Les universités d'été 2018 en disent long sur l'état de santé des partis politiques
Divisés et affaiblis par ce début de quinquennat, les partis politiques tentent de se relancer ou de se réinventer avant la rentrée.
POLITIQUE - Rituel incontournable marquant la fin de la trêve estivale, les universités d'été des partis donnent traditionnellement le ton de la rentrée politique. Et celle qui se profile laisse augurer des remous dans la majorité comme dans l'opposition.
Après le big bang présidentiel de l'été 2017 qui avait déjà sonné le glas de nombreux campus d'été, les réformes tous azimuts de l'hiver et les conflits sociaux du printemps 2018, l'automne qui pointe le bout de son nez annonce de nouveaux dossiers compliqués pour le gouvernement et la majorité d'Emmanuel Macron. Arbitrages budgétaires délicats sur fond de croissance timorée, réforme des retraites explosive en vue, tâtonnements de Parcoursup, affaires (Benalla, Kohler, Nyssen) qui menacent de resurgir... La feuille de route de septembre n'offre que peu de motifs de réjouissances aux Marcheurs, le tout à neuf mois des élections européennes de mai prochain, premier scrutin intermédiaire d'un quinquennat de recomposition.

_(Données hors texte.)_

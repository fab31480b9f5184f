//! Shared numeric constants for the outfit canvas.

// ── Rotation ────────────────────────────────────────────────────

/// Angles (degrees) a rotation snaps to. 360 is listed so that 358–359 snap
/// across the wrap-around.
pub const SNAP_ANGLES: [f64; 5] = [0.0, 90.0, 180.0, 270.0, 360.0];

/// Maximum distance in degrees from a snap angle that still snaps.
pub const SNAP_THRESHOLD_DEG: f64 = 2.0;

/// Pointer travel in screen pixels before an already-straight item starts rotating.
pub const MOVEMENT_THRESHOLD_PX: f64 = 15.0;

// ── Scale ───────────────────────────────────────────────────────

/// Smallest allowed item scale.
pub const SCALE_MIN: f64 = 0.5;

/// Largest allowed item scale.
pub const SCALE_MAX: f64 = 2.0;

// ── Position ────────────────────────────────────────────────────

/// Distance (percent of the canvas) an item center keeps from every edge.
pub const POSITION_MARGIN_PERCENT: f64 = 5.0;

/// Center position used when an item has no style entry at render time.
pub const FALLBACK_PERCENT: f64 = 50.0;

// ── Layout ──────────────────────────────────────────────────────

/// Width of the reference canvas the layout was designed against, in pixels.
pub const REFERENCE_WIDTH_PX: f64 = 400.0;

/// Height of the reference canvas (4:5 aspect), in pixels.
pub const REFERENCE_HEIGHT_PX: f64 = 500.0;

/// Edge length of an unscaled item on the reference canvas, in pixels.
pub const REFERENCE_ITEM_SIZE_PX: f64 = 160.0;

// ── Background ──────────────────────────────────────────────────

/// Background token used for a fresh canvas.
pub const DEFAULT_BACKGROUND: &str = "bg-white";
//! Interaction engine: turns pointer gestures into store updates.
//!
//! `EngineCore` owns the [`CanvasStore`], the active [`Gesture`], the UI
//! selection, and the last known container size. Every handler returns the
//! [`Action`]s the host must react to; the browser binding in `dom` maps
//! `CaptureStarted`/`CaptureReleased` onto window listeners.

use tracing::{debug, trace};

use crate::geometry::{
    Point, Rect, angle_between, clamp_scale, constrain_position_with, distance, is_straight,
    snap_to_nearest_angle_with,
};
use crate::input::{Button, ContainerSize, DragStart, Gesture, PointerInput, TransformStart};
use crate::store::{CanvasState, CanvasStore, Item, ItemId, ItemStyle, Selection};

#[cfg(test)]
#[path = "engine_test.rs"]
mod engine_test;

/// Actions returned from input handlers for the host to process.
#[derive(Debug, Clone, PartialEq)]
pub enum Action {
    /// One or more item styles changed; re-render.
    StylesChanged,
    /// The UI selection (item showing handles) changed.
    SelectionChanged(Option<ItemId>),
    /// An item left the canvas.
    ItemRemoved(ItemId),
    BackgroundChanged,
    /// The container was measured at a new size; item boxes need resizing.
    ContainerResized,
    /// A gesture began; window-level move/up listeners are needed.
    CaptureStarted,
    /// The gesture ended; window-level listeners must be released.
    CaptureReleased,
}

/// Core engine state: everything that doesn't depend on the DOM.
///
/// Separated from `dom::Engine` so it can be tested without WASM/browser dependencies.
#[derive(Debug, Default)]
pub struct EngineCore {
    store: CanvasStore,
    gesture: Gesture,
    selected_id: Option<ItemId>,
    container: Option<ContainerSize>,
}

impl EngineCore {
    #[must_use]
    pub fn new() -> Self {
        Self::default()
    }

    /// Create an engine over an existing store (e.g. one restored from a saved canvas).
    #[must_use]
    pub fn with_store(store: CanvasStore) -> Self {
        Self { store, ..Self::default() }
    }

    // --- Container ---

    /// Record the canvas container size, or `None` while it is not mounted.
    ///
    /// Reports `ContainerResized` when the size actually changed. A drag in
    /// flight keeps the size it started with.
    pub fn set_container(&mut self, container: Option<ContainerSize>) -> Vec<Action> {
        if self.container == container {
            return Vec::new();
        }
        self.container = container;
        trace!(?container, "container resized");
        vec![Action::ContainerResized]
    }

    // --- Gestures ---

    /// Begin dragging an item. Ignored for non-primary buttons, an unmounted
    /// container, or an item without a style.
    pub fn handle_drag_start(&mut self, id: ItemId, pointer: PointerInput) -> Vec<Action> {
        if pointer.button != Button::Primary {
            return Vec::new();
        }
        let Some(container) = self.usable_container() else {
            return Vec::new();
        };
        let Some(style) = self.store.style(&id).copied() else {
            return Vec::new();
        };

        let mut actions = self.end_gesture();
        if self.store.bump_z_index(&id).is_some() {
            actions.push(Action::StylesChanged);
        }
        debug!(%id, x = pointer.point.x, y = pointer.point.y, "drag started");
        self.gesture = Gesture::Dragging {
            id,
            start: DragStart {
                pointer: pointer.point,
                start_x_percent: style.x_percent,
                start_y_percent: style.y_percent,
                container_width: container.width,
                container_height: container.height,
            },
        };
        actions.push(Action::CaptureStarted);
        actions
    }

    /// Begin scaling/rotating an item around the center of `item_rect`.
    pub fn handle_transform_start(&mut self, id: ItemId, pointer: PointerInput, item_rect: Rect) -> Vec<Action> {
        if pointer.button != Button::Primary || self.usable_container().is_none() {
            return Vec::new();
        }
        let Some(style) = self.store.style(&id).copied() else {
            return Vec::new();
        };

        let mut actions = self.end_gesture();
        let config = self.store.config();
        let pivot = item_rect.center();
        let start = TransformStart {
            pointer: pointer.point,
            pivot,
            distance: distance(pivot, pointer.point),
            angle: angle_between(pivot, pointer.point),
            start_scale: style.scale,
            start_rotate: style.rotate,
            was_straight: is_straight(style.rotate, &config.snap_angles, config.snap_threshold_deg),
        };
        debug!(%id, scale = style.scale, rotate = style.rotate, straight = start.was_straight, "transform started");
        self.gesture = Gesture::Transforming { id, start };
        actions.push(Action::CaptureStarted);
        actions
    }

    /// Advance the active gesture to a new pointer position.
    pub fn handle_pointer_move(&mut self, pointer: PointerInput) -> Vec<Action> {
        match &self.gesture {
            Gesture::Idle => Vec::new(),
            Gesture::Dragging { id, start } => {
                let (id, start) = (id.clone(), *start);
                self.drag_to(&id, &start, pointer.point)
            }
            Gesture::Transforming { id, start } => {
                let (id, start) = (id.clone(), *start);
                self.transform_to(&id, &start, pointer.point)
            }
        }
    }

    /// End the active gesture. Safe to call repeatedly or with no gesture.
    pub fn handle_pointer_up(&mut self) -> Vec<Action> {
        self.end_gesture()
    }

    /// Back out of a gesture the host could not start tracking.
    ///
    /// Ends the gesture and replaces `CaptureStarted` in `actions` with the
    /// release, so the host never sees a capture that has no listeners.
    pub fn abandon_capture(&mut self, actions: Vec<Action>) -> Vec<Action> {
        let released = self.end_gesture();
        if !actions.contains(&Action::CaptureStarted) {
            return actions.into_iter().chain(released).collect();
        }
        actions
            .into_iter()
            .flat_map(|action| if action == Action::CaptureStarted { released.clone() } else { vec![action] })
            .collect()
    }

    fn drag_to(&mut self, id: &ItemId, start: &DragStart, point: Point) -> Vec<Action> {
        let Some(current) = self.store.style(id).copied() else {
            return self.end_gesture();
        };
        let dx = (point.x - start.pointer.x) / start.container_width * 100.0;
        let dy = (point.y - start.pointer.y) / start.container_height * 100.0;
        let (x_percent, y_percent) = constrain_position_with(
            start.start_x_percent + dx,
            start.start_y_percent + dy,
            self.store.config().margin_percent,
        );
        trace!(%id, x_percent, y_percent, "drag move");
        self.write_style(id, ItemStyle { x_percent, y_percent, ..current });
        vec![Action::StylesChanged]
    }

    /// Scale follows the pointer's distance from the pivot. Rotation follows
    /// its angle, but a straight item only rotates while the pointer is more
    /// than the movement threshold away from where the gesture began.
    fn transform_to(&mut self, id: &ItemId, start: &TransformStart, point: Point) -> Vec<Action> {
        let Some(current) = self.store.style(id).copied() else {
            return self.end_gesture();
        };
        let config = self.store.config();

        let factor = if start.distance > f64::EPSILON { distance(start.pivot, point) / start.distance } else { 1.0 };
        let scale = clamp_scale(start.start_scale * factor, config.scale_min, config.scale_max);

        let moved = distance(start.pointer, point);
        let rotate = if !start.was_straight || moved > config.movement_threshold_px {
            let delta_deg = (angle_between(start.pivot, point) - start.angle).to_degrees();
            snap_to_nearest_angle_with(start.start_rotate + delta_deg, &config.snap_angles, config.snap_threshold_deg)
        } else {
            current.rotate
        };
        trace!(%id, scale, rotate, "transform move");
        self.write_style(id, ItemStyle { scale, rotate, ..current });
        vec![Action::StylesChanged]
    }

    /// Push a full style map where only `id` differs.
    fn write_style(&mut self, id: &ItemId, style: ItemStyle) {
        let mut next = self.store.styles().clone();
        next.insert(id.clone(), style);
        self.store.update_styles(next);
    }

    fn end_gesture(&mut self) -> Vec<Action> {
        let Some(id) = self.gesture.item_id() else {
            return Vec::new();
        };
        debug!(%id, dragging = self.gesture.is_dragging(), "gesture ended");
        self.gesture.reset();
        vec![Action::CaptureReleased]
    }

    fn usable_container(&self) -> Option<ContainerSize> {
        self.container.filter(ContainerSize::is_usable)
    }

    // --- Selection and paint order ---

    /// Bring an item to the front.
    pub fn update_z_index(&mut self, id: &ItemId) -> Vec<Action> {
        match self.store.bump_z_index(id) {
            Some(_) => vec![Action::StylesChanged],
            None => Vec::new(),
        }
    }

    /// A click on an item toggles its handles and brings it to the front.
    /// Ignored while a drag is in flight.
    pub fn click_item(&mut self, id: ItemId) -> Vec<Action> {
        if self.gesture.is_dragging() || !self.store.contains(&id) {
            return Vec::new();
        }
        self.selected_id = if self.selected_id.as_ref() == Some(&id) { None } else { Some(id.clone()) };
        let mut actions = vec![Action::SelectionChanged(self.selected_id.clone())];
        actions.extend(self.update_z_index(&id));
        actions
    }

    /// A click on empty canvas clears the selection.
    pub fn background_click(&mut self) -> Vec<Action> {
        if self.selected_id.take().is_some() {
            vec![Action::SelectionChanged(None)]
        } else {
            Vec::new()
        }
    }

    // --- Store pass-through ---

    /// Toggle an item in or out of the outfit.
    pub fn select_item(&mut self, item: Item) -> Vec<Action> {
        let id = item.id.clone();
        match self.store.select_item(item) {
            Selection::Added(_) => vec![Action::StylesChanged],
            Selection::Removed => self.after_removal(id),
        }
    }

    /// Remove an item (delete button). Bypasses gesture math.
    pub fn remove_item(&mut self, id: &ItemId) -> Vec<Action> {
        if self.store.remove_item(id) { self.after_removal(id.clone()) } else { Vec::new() }
    }

    fn after_removal(&mut self, id: ItemId) -> Vec<Action> {
        let mut actions = Vec::new();
        if self.gesture.item_id() == Some(&id) {
            actions.extend(self.end_gesture());
        }
        let was_selected = self.selected_id.as_ref() == Some(&id);
        actions.push(Action::ItemRemoved(id));
        if was_selected {
            self.selected_id = None;
            actions.push(Action::SelectionChanged(None));
        }
        actions
    }

    /// Clear every item. The background is kept.
    pub fn full_reset(&mut self) -> Vec<Action> {
        let mut actions = self.end_gesture();
        self.store.full_reset();
        if self.selected_id.take().is_some() {
            actions.push(Action::SelectionChanged(None));
        }
        actions.push(Action::StylesChanged);
        actions
    }

    pub fn set_background(&mut self, background: impl Into<String>) -> Vec<Action> {
        self.store.set_background(background);
        vec![Action::BackgroundChanged]
    }

    // --- Queries ---

    #[must_use]
    pub fn store(&self) -> &CanvasStore {
        &self.store
    }

    #[must_use]
    pub fn state(&self) -> &CanvasState {
        self.store.state()
    }

    /// The item currently showing selection handles, if any.
    #[must_use]
    pub fn selection(&self) -> Option<&ItemId> {
        self.selected_id.as_ref()
    }

    #[must_use]
    pub fn gesture(&self) -> &Gesture {
        &self.gesture
    }

    #[must_use]
    pub fn is_dragging(&self) -> bool {
        self.gesture.is_dragging()
    }

    #[must_use]
    pub fn container(&self) -> Option<ContainerSize> {
        self.container
    }
}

Mais si cette seconde rentrée s'apparente à une course d'obstacles pour l'exécutif, elle n'a rien d'une balade de santé non plus pour les formations d'opposition, qui peinent encore et toujours à s'imposer comme une alternative crédible au pouvoir macronien. Ce que confirment leurs universités d'été respectives, bien souvent révélatrices des défis que les partis politiques se doivent de relever à tout prix dans les mois à venir.
LREM AUX ABONNÉS ABSENTS
Pas de rentrée officielle pour le parti présidentiel. Sorti exsangue de la session parlementaire extraordinaire de juillet, au cours de laquelle l'affaire Benalla a relégué l'emblématique révision constitutionnelle aux oubliettes, La République En Marche assume le choix de n'organiser ni rendez-vous de fin d'été ni de campus d'automne. Encore peu structurée sur le plan interne, toujours en quête d'un logiciel idéologique susceptible de fédérer macronistes de gauche et ceux venus des rangs de la droite libérale, la formation dirigée par Christophe Castaner a depuis le début de l'année privilégié les actions de terrain décentralisées (marche européenne, campagnes de porte-à-porte) aux grands raouts militants. Au risque de donner corps aux frustrations sur le manque de débat en interne et aux critiques externes sur le défaut d'implantation du parti présidentiel.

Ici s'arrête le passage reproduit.